WORK REQUIRED ▸ Look through the listing below and say how many lines contain the word "host". Nothing else belongs in the reply.

*** DATA SHOWN ***

//! Unix signal handling.
//!
//! A background thread waits for SIGINT, SIGTERM, and SIGHUP. On any of them it clears
//! the shared `running` flag and forwards a [`SignalMessage`] so a host blocked on its
//! channel wakes up immediately.

use anyhow::{Context, Result};
use signal_hook::{
    consts::signal::{SIGHUP, SIGINT, SIGTERM},
    iterator::Signals,
};
use std::{
    sync::Arc,
    sync::atomic::{AtomicBool, Ordering},
    sync::mpsc::{Receiver, Sender, channel},
    thread,
};

#[derive(Debug, Clone, Copy, PartialEq, Eq)]
pub enum SignalMessage {
    /// SIGINT, SIGTERM, or SIGHUP arrived.
    Shutdown { signal: i32 },
}

/// Signal handling state shared between threads.
pub struct SignalState {
    /// Cleared once a shutdown signal arrives.
    pub running: Arc<AtomicBool>,
    pub signal_receiver: Receiver<SignalMessage>,
    pub signal_sender: Sender<SignalMessage>,
}

impl SignalState {
    pub fn is_running(&self) -> bool {
        self.running.load(Ordering::SeqCst)
    }

    /// Drain pending messages without blocking. Returns true if shutdown was requested.
    pub fn shutdown_requested(&self) -> bool {
        let mut requested = !self.is_running();
        while let Ok(SignalMessage::Shutdown { .. }) = self.signal_receiver.try_recv() {
            requested = true;
        }
        requested
    }
}

fn signal_name(signal: i32) -> &'static str {
    match signal {
        SIGINT => "SIGINT",
        SIGTERM => "SIGTERM",
        SIGHUP => "SIGHUP",
        _ => "signal",
    }
}

/// Register the handlers and spawn the listener thread.
pub fn setup_signal_handler(debug_enabled: bool) -> Result<SignalState> {
    let running = Arc::new(AtomicBool::new(true));
    let (signal_sender, signal_receiver) = channel::<SignalMessage>();

    let mut signals =
        Signals::new([SIGINT, SIGTERM, SIGHUP]).context("failed to register signal handlers")?;

    let running_clone = running.clone();
    let signal_sender_clone = signal_sender.clone();

    thread::spawn(move || {
        if let Some(signal) = signals.forever().next() {
            log_pipe!();
            if debug_enabled {
                log_info!(
                    "Received {} ({signal}), initiating graceful shutdown...",
                    signal_name(signal)
                );
            } else {
                log_info!("Received {}, initiating graceful shutdown...", signal_name(signal));
            }

            running_clone.store(false, Ordering::SeqCst);
            // The host may already be gone; the flag alone is enough then.
            let _ = signal_sender_clone.send(SignalMessage::Shutdown { signal });
        }
    });

    Ok(SignalState {
        running,
        signal_receiver,
        signal_sender,
    })
}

*** End of DATA SHOWN ***

WRITTEN ANSWER ▸ 2